M. [K] [W] a été engagé le 30 mai 2008 en qualité de directeur du bureau de [Localité 3] par le GIE Tahiti Tourisme, organisme juridique réunissant le Syndicat pour la promotion des communes de Polynésie française et la Chambre de commerce et d'industrie des services et des métiers de Polynésie française, constitué aux fins de promouvoir la destination touristique de la Polynésie française et ses produits, et employant une cinquantaine de salariés à son siège à [Localité 2] et une dizaine dans ses quatre bureaux externalisés au Japon, et en Nouvelle-Zélande, Australie et France, dont sept dans son bureau de [Localité 3]. Sur décision de l'autorité politique de la Polynésie française, qui subventionnait à 100% le GIE, il a été procédé à la fermeture des bureaux externalisés au printemps 2012. C'est dans ces conditions que M. [W] a été licencié pour motif économique le 2 avril 2012. Il a accepté un contrat de sécurisation professionnelle le 4 avril 2012. Son dernier salaire s'élevait à 7725 €.
M. [W] a saisi la juridiction prud'homale le 25 mai 2012 d'une demande de paiement de diverses indemnités au titre de la rupture de son contrat de travail.
Par jugement du 28 mai 2013 notifié le 10 juillet suivant, le Conseil de prud'hommes de Paris l'a débouté de l'ensemble de ses demandes.
M. [W] a interjeté appel le 24 juillet 2013 de cette décision.

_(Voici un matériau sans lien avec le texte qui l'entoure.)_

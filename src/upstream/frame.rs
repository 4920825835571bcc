//! Opaque data frames carried between downstream and upstream.

use tokio_tungstenite::tungstenite::Message;

/// A data message relayed verbatim in either direction.
///
/// Control frames (ping, pong, close) are handled per hop and never relayed.
#[derive(Debug, Clone, PartialEq, Eq)]
pub enum Frame {
    Text(String),
    Binary(Vec<u8>),
}

impl Frame {
    /// Extract the data frame from an upstream message, if it carries one.
    pub fn from_upstream(message: Message) -> Option<Self> {
        match message {
            Message::Text(text) => Some(Frame::Text(text.as_str().to_owned())),
            Message::Binary(data) => Some(Frame::Binary(data.to_vec())),
            Message::Ping(_) | Message::Pong(_) | Message::Close(_) | Message::Frame(_) => None,
        }
    }

    pub fn into_upstream(self) -> Message {
        match self {
            Frame::Text(text) => Message::text(text),
            Frame::Binary(data) => Message::binary(data),
        }
    }
}
//! WebSocket channel proxy.
//!
//! Relays browser WebSocket connections on `{prefix}/{channel}` to the
//! realtime service, one upstream connection per browser connection, with
//! exponential-backoff reconnection on the upstream side.
//!
//! # Architecture Overview
//!
//! ```text
//!                        ┌──────────────────────────────────────────────────┐
//!                        │                  CHANNEL PROXY                    │
//!                        │                                                  │
//!   Browser  ────────────┼─▶ http/server ──▶ routing ──▶ http/websocket ────┼──┐
//!   (ws://…/v1/ws/logs)  │   (upgrade)       (channel)    (binding)         │  │
//!                        │                                    │             │  │
//!                        │                                    ▼             │  │
//!                        │                          upstream/supervisor ────┼──┼──▶ Realtime
//!                        │                          (state + backoff)       │  │    service
//!                        │                                                  │  │
//!                        │  ┌────────────────────────────────────────────┐  │  │
//!                        │  │ config │ observability │ lifecycle │ admin │  │  │
//!                        │  └────────────────────────────────────────────┘  │  │
//!                        └──────────────────────────────────────────────────┘  │
//!   Browser  ◀─────────────────────────────── frames ◀──────────────────────────┘
//! ```

use std::path::PathBuf;

use clap::Parser;

use channel_proxy::config::load_config;
use channel_proxy::lifecycle::startup;
use channel_proxy::observability::logging;

#[derive(Parser)]
#[command(name = "channel-proxy")]
#[command(about = "WebSocket channel proxy for the realtime service", long_about = None)]
struct Cli {
    /// Path to a TOML config file. Defaults apply when omitted.
    #[arg(short, long)]
    config: Option<PathBuf>,

    /// Validate the configuration and exit.
    #[arg(long)]
    check: bool,
}

#[tokio::main]
async fn main() -> Result<(), Box<dyn std::error::Error>> {
    let cli = Cli::parse();

    let config = load_config(cli.config.as_deref())?;
    if cli.check {
        println!("configuration OK");
        return Ok(());
    }

    logging::init_logging(&config.observability)?;

    if rustls::crypto::ring::default_provider().install_default().is_err() {
        tracing::debug!("rustls crypto provider already installed");
    }

    tracing::info!(version = env!("CARGO_PKG_VERSION"), "channel-proxy starting");

    startup::run(config).await?;
    Ok(())
}
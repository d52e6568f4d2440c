//! Orbit paths (uploaded once) and overlay segments (rewritten every frame).

use super::{CameraBinding, GrowableBuffer};
use crate::data::types::LineVertex;

pub struct LinesPipeline {
    pipeline: wgpu::RenderPipeline,
    orbits:   GrowableBuffer,
    overlay:  GrowableBuffer,
}

impl LinesPipeline {
    pub fn new(
        device:    &wgpu::Device,
        color_fmt: wgpu::TextureFormat,
        depth_fmt: wgpu::TextureFormat,
        camera:    &CameraBinding,
    ) -> Self {
        let shader = device.create_shader_module(wgpu::ShaderModuleDescriptor {
            label:  Some("Lines WGSL"),
            source: wgpu::ShaderSource::Wgsl(LINES_WGSL.into()),
        });

        let pipeline_layout = device.create_pipeline_layout(&wgpu::PipelineLayoutDescriptor {
            label:                Some("Lines Pipeline Layout"),
            bind_group_layouts:   &[&camera.layout],
            push_constant_ranges: &[],
        });

        let pipeline = device.create_render_pipeline(&wgpu::RenderPipelineDescriptor {
            label:  Some("Lines Pipeline"),
            layout: Some(&pipeline_layout),
            vertex: wgpu::VertexState {
                module:      &shader,
                entry_point: "vs_main",
                buffers: &[wgpu::VertexBufferLayout {
                    array_stride: std::mem::size_of::<LineVertex>() as u64,
                    step_mode:    wgpu::VertexStepMode::Vertex,
                    attributes:   &wgpu::vertex_attr_array![0 => Float32x3, 1 => Float32x3],
                }],
                compilation_options: wgpu::PipelineCompilationOptions::default(),
            },
            fragment: Some(wgpu::FragmentState {
                module:      &shader,
                entry_point: "fs_main",
                targets: &[Some(wgpu::ColorTargetState {
                    format:     color_fmt,
                    blend:      Some(wgpu::BlendState::ALPHA_BLENDING),
                    write_mask: wgpu::ColorWrites::ALL,
                })],
                compilation_options: wgpu::PipelineCompilationOptions::default(),
            }),
            primitive: wgpu::PrimitiveState {
                topology: wgpu::PrimitiveTopology::LineList,
                ..Default::default()
            },
            depth_stencil: Some(wgpu::DepthStencilState {
                format:              depth_fmt,
                depth_write_enabled: false, // Lines never occlude bodies
                depth_compare:       wgpu::CompareFunction::LessEqual,
                stencil:             wgpu::StencilState::default(),
                bias:                wgpu::DepthBiasState::default(),
            }),
            multisample: wgpu::MultisampleState::default(),
            multiview:   None,
        });

        let vertex = std::mem::size_of::<LineVertex>() as u64;
        Self {
            pipeline,
            orbits: GrowableBuffer::new(device, "Orbit Line Buffer", 1024 * vertex),
            overlay: GrowableBuffer::new(device, "Overlay Line Buffer", 16 * vertex),
        }
    }

    /// Replaces the orbit paths. `vertices` are segment pairs.
    pub fn set_orbits(&mut self, device: &wgpu::Device, queue: &wgpu::Queue, vertices: &[LineVertex]) {
        self.orbits.upload(device, queue, vertices);
        log::info!("Uploaded {} orbit segments", vertices.len() / 2);
    }

    pub fn set_overlay(&mut self, device: &wgpu::Device, queue: &wgpu::Queue, vertices: &[LineVertex]) {
        self.overlay.upload(device, queue, vertices);
    }

    pub fn draw<'a>(&'a self, rpass: &mut wgpu::RenderPass<'a>, camera: &'a CameraBinding) {
        if self.orbits.is_empty() && self.overlay.is_empty() {
            return;
        }
        rpass.set_pipeline(&self.pipeline);
        rpass.set_bind_group(0, &camera.bind_group, &[]);

        for buffer in [&self.orbits, &self.overlay] {
            if !buffer.is_empty() {
                rpass.set_vertex_buffer(0, buffer.slice());
                rpass.draw(0..buffer.len(), 0..1);
            }
        }
    }
}

const LINES_WGSL: &str = r#"
struct Camera {
    view:          mat4x4<f32>,
    proj:          mat4x4<f32>,
    viewport_size: vec2<f32>,
    point_size_px: f32,
    outline_scale: f32,
};

@group(0) @binding(0) var<uniform> cam: Camera;

struct VsOut {
    @builtin(position) clip: vec4<f32>,
    @location(0) color: vec3<f32>,
};

@vertex
fn vs_main(@location(0) position: vec3<f32>, @location(1) color: vec3<f32>) -> VsOut {
    var out: VsOut;
    out.clip = cam.proj * cam.view * vec4<f32>(position, 1.0);
    out.color = color;
    return out;
}

@fragment
fn fs_main(in: VsOut) -> @location(0) vec4<f32> {
    return vec4<f32>(in.color, 0.85);
}
"#;
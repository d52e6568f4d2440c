use anyhow::{anyhow, Result};
use std::sync::Arc;
use winit::window::Window;

/// Surface, device and queue for the viewer window.
pub struct GfxContext {
    pub surface: wgpu::Surface<'static>,
    pub device:  wgpu::Device,
    pub queue:   wgpu::Queue,
    pub config:  wgpu::SurfaceConfiguration,
    pub size:    winit::dpi::PhysicalSize<u32>,
}

impl GfxContext {
    /// Creates a new graphics context bound to the given window.
    pub async fn new(window: Arc<Window>) -> Result<Self> {
        let size = window.inner_size();
        let instance = wgpu::Instance::new(wgpu::InstanceDescriptor::default());

        // The surface must outlive the window; `Arc` guarantees this.
        let surface = instance.create_surface(window.clone())?;

        // The scene is light; any adapter that can present to the window will do.
        let adapter = instance
            .request_adapter(&wgpu::RequestAdapterOptions {
                power_preference:       wgpu::PowerPreference::default(),
                compatible_surface:     Some(&surface),
                force_fallback_adapter: false,
            })
            .await
            .ok_or_else(|| anyhow!("no GPU adapter can present to this window"))?;

        log::info!("Using adapter: {:?}", adapter.get_info().name);

        let (device, queue) = adapter
            .request_device(
                &wgpu::DeviceDescriptor {
                    label:             Some("Orrery Device"),
                    required_features: wgpu::Features::empty(),
                    required_limits:   wgpu::Limits::downlevel_defaults()
                        .using_resolution(adapter.limits()),
                },
                None, // no trace
            )
            .await?;

        // Prefer an sRGB surface so egui and scene colors match.
        let caps = surface.get_capabilities(&adapter);
        let surface_format = caps
            .formats
            .iter()
            .copied()
            .find(|f| f.is_srgb())
            .unwrap_or(caps.formats[0]);

        let config = wgpu::SurfaceConfiguration {
            usage:                         wgpu::TextureUsages::RENDER_ATTACHMENT,
            format:                        surface_format,
            width:                         size.width.max(1),
            height:                        size.height.max(1),
            present_mode:                  wgpu::PresentMode::AutoVsync,
            alpha_mode:                    caps.alpha_modes[0],
            view_formats:                  vec![],
            desired_maximum_frame_latency: 2,
        };
        surface.configure(&device, &config);

        Ok(Self {
            surface,
            device,
            queue,
            config,
            size,
        })
    }

    /// Reconfigures the surface for a new window size.
    pub fn resize(&mut self, new_size: winit::dpi::PhysicalSize<u32>) {
        if new_size.width > 0 && new_size.height > 0 {
            self.size = new_size;
            self.config.width = new_size.width;
            self.config.height = new_size.height;
            self.surface.configure(&self.device, &self.config);
        }
    }

    /// Viewport size in physical pixels.
    pub fn viewport(&self) -> [f32; 2] {
        [self.config.width as f32, self.config.height as f32]
    }
}
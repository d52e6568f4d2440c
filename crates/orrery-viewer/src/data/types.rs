//! GPU-side data layouts. Each struct must match its WGSL counterpart in
//! `renderer::pipelines`.

/// `BodyInstance::kind` for the shaded sphere impostor.
pub const KIND_SPHERE: u32 = 0;
/// `BodyInstance::kind` for the constant-size point.
pub const KIND_POINT: u32 = 1;
/// `BodyInstance::kind` for the selection ring.
pub const KIND_OUTLINE: u32 = 2;

/// Per-instance data for the bodies pipeline.
#[repr(C)]
#[derive(Clone, Copy, bytemuck::Pod, bytemuck::Zeroable, Debug)]
pub struct BodyInstance {
    /// Scene position (scaled units).
    pub center: [f32; 3],
    /// Sphere radius (scaled units). Ignored for points.
    pub radius: f32,
    pub color: [f32; 3],
    pub kind: u32,
}

/// One end of a line segment.
#[repr(C)]
#[derive(Clone, Copy, bytemuck::Pod, bytemuck::Zeroable, Debug)]
pub struct LineVertex {
    pub position: [f32; 3],
    pub color: [f32; 3],
}

/// Camera uniform shared by all pipelines, std140 layout.
#[repr(C)]
#[derive(Clone, Copy, bytemuck::Pod, bytemuck::Zeroable)]
pub struct CameraUniform {
    pub view: [[f32; 4]; 4],
    pub proj: [[f32; 4]; 4],
    /// Size of the viewport in physical pixels.
    pub viewport_size: [f32; 2],
    /// Diameter of far-away body points in pixels.
    pub point_size_px: f32,
    /// Outline ring radius relative to the sphere.
    pub outline_scale: f32,
}

// Buffer sizes must match the WGSL-reflected sizes.
const _: [(); 32] = [(); core::mem::size_of::<BodyInstance>()];
const _: [(); 24] = [(); core::mem::size_of::<LineVertex>()];
const _: [(); 144] = [(); core::mem::size_of::<CameraUniform>()];
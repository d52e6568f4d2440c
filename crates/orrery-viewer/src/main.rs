//! Entry point for the orrery viewer.

use anyhow::Result;
use clap::Parser;
use orrery::Orrery;
use orrery_viewer::{
    app::App,
    config::Config,
    data::loader::{load_catalog, load_positions},
};
use std::{sync::Arc, time::Instant};
use winit::{
    event::{Event, WindowEvent},
    event_loop::{ControlFlow, EventLoop},
    keyboard::{KeyCode, PhysicalKey},
    window::WindowBuilder,
};

fn main() -> Result<()> {
    // Initialize logging; default to "info" if RUST_LOG is unset.
    env_logger::Builder::from_env(
        env_logger::Env::default().default_filter_or("info")
    ).init();

    let config = Config::parse();
    log::debug!("{config:?}");

    let core_config = config.orrery_config();
    let catalog = load_catalog(&config.catalog)?;
    let positions = load_positions(
        &config.positions,
        core_config.scaling_factor,
        &core_config.central_body,
    )?;
    let orrery = Orrery::new(&core_config, &catalog, positions, config.initial_date())?;

    // Create the event loop and window.
    let event_loop = EventLoop::new()?;
    let window = Arc::new(
        WindowBuilder::new()
            .with_title("Orrery")
            .with_inner_size(winit::dpi::LogicalSize::new(1280, 720))
            .build(&event_loop)?,
    );

    // Initialise the application (async → sync).
    let mut app = pollster::block_on(App::new(window.clone(), orrery))?;

    // Run the winit event loop.
    event_loop.run(move |event, elwt| {
        elwt.set_control_flow(ControlFlow::Poll);

        match event {
            Event::WindowEvent { window_id, event } if window_id == window.id() => {
                // Forward events to the app; handle unconsumed window events.
                if !app.handle_event(&window, &event) {
                    match event {
                        WindowEvent::CloseRequested => elwt.exit(),
                        WindowEvent::KeyboardInput { event, .. } => {
                            if event.physical_key == PhysicalKey::Code(KeyCode::Escape) {
                                elwt.exit();
                            }
                        }
                        WindowEvent::RedrawRequested => {
                            match app.render(&window) {
                                Ok(_) => {}
                                Err(wgpu::SurfaceError::Lost) => {
                                    app.resize(app.renderer.gfx.size);
                                }
                                Err(wgpu::SurfaceError::OutOfMemory) => {
                                    log::error!("WGPU out of memory – exiting.");
                                    elwt.exit();
                                }
                                Err(e) => log::error!("Render error: {:?}", e),
                            }
                        }
                        _ => {}
                    }
                }
            }
            Event::AboutToWait => {
                // Playback runs on the event loop; poll its timer once per frame.
                app.tick(Instant::now());
                window.request_redraw();
            }
            _ => {}
        }
    })?;

    Ok(())
}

A l'audience du 22 janvier 2015, il demande à la Cour de condamner le GIE Tahiti Tourisme à lui payer les sommes de :
- 90000 € à titre d'indemnité pour licenciement sans cause réelle et sérieuse et subsidiairement pour non-respect des critères d'ordre des licenciements
- 15450 € à titre d'indemnité compensatrice de préavis
- 1545 € au titre des congés payés sur préavis
- 7725 € d'indemnité pour non-respect de la procédure de licenciement
- et 3000 € au titre de l'article 700 du code de procédure civile,
en ordonnant la remise d'un bulletin de paie, d'une attestation pour Pôle Emploi et d'un certificat de travail conformes sous astreinte de 50 € par document et par jour de retard.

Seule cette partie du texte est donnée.